DATA EXTRACTS:

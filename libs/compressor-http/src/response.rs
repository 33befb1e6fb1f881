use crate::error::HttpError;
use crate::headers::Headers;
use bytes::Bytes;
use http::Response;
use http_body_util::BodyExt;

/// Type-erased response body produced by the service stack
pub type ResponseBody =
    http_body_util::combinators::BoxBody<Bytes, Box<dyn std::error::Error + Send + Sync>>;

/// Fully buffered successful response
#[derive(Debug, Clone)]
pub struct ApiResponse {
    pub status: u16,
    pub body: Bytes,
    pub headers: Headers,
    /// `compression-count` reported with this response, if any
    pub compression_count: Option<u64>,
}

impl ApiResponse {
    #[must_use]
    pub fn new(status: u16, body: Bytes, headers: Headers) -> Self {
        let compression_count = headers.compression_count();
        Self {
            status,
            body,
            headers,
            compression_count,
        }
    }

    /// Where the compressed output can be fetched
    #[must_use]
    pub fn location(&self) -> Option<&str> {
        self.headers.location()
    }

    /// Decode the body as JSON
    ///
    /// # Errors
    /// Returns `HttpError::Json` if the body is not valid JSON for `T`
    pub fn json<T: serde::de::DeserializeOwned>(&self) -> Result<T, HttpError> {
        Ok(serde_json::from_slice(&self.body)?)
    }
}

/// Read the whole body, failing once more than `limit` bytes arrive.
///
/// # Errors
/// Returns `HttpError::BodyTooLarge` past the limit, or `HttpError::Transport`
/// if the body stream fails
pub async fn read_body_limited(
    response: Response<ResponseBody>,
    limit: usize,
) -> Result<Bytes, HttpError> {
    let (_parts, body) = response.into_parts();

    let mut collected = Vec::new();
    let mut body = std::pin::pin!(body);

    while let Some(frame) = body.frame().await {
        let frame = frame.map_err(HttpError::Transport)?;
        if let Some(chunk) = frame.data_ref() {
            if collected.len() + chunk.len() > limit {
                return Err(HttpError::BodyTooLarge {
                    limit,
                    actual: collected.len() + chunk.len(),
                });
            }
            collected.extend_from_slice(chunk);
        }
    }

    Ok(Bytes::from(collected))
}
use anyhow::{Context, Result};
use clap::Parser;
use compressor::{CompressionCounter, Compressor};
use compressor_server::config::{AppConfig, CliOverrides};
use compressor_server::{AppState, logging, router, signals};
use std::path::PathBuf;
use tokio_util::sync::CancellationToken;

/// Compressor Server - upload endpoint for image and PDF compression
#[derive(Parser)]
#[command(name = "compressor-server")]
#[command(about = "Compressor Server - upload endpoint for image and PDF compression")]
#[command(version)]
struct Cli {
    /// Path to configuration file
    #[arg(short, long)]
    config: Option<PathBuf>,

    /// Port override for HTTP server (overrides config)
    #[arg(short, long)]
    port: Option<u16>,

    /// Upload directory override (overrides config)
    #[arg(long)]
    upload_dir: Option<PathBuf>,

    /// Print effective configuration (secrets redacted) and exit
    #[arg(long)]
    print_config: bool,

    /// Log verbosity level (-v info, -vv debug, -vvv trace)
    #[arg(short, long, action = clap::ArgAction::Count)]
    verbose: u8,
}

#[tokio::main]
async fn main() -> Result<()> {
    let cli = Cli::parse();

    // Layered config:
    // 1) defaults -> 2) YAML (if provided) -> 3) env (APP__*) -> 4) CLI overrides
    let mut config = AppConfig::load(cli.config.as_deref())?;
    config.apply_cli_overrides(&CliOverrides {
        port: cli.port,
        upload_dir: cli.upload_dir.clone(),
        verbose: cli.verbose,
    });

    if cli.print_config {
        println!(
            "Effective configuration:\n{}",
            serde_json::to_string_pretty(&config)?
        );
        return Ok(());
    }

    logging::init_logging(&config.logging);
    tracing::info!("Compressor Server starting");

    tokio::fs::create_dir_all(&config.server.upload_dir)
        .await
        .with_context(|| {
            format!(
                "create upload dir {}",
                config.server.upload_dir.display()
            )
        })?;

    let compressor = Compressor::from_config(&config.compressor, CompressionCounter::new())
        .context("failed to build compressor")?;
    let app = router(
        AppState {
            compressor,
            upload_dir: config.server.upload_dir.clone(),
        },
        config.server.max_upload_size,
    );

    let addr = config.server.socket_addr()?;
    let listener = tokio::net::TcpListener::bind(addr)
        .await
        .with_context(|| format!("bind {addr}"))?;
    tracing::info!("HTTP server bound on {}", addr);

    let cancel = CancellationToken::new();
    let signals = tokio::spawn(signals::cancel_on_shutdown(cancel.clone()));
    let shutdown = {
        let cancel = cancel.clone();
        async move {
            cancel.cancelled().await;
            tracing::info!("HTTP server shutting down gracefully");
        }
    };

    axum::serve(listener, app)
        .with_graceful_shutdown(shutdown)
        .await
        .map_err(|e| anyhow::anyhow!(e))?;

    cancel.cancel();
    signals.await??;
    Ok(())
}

TASK TO COMPLETE:
Tally every line in the listing above that contains "status", then state only the total.

ANSWER TO THIS PROBLEM:
3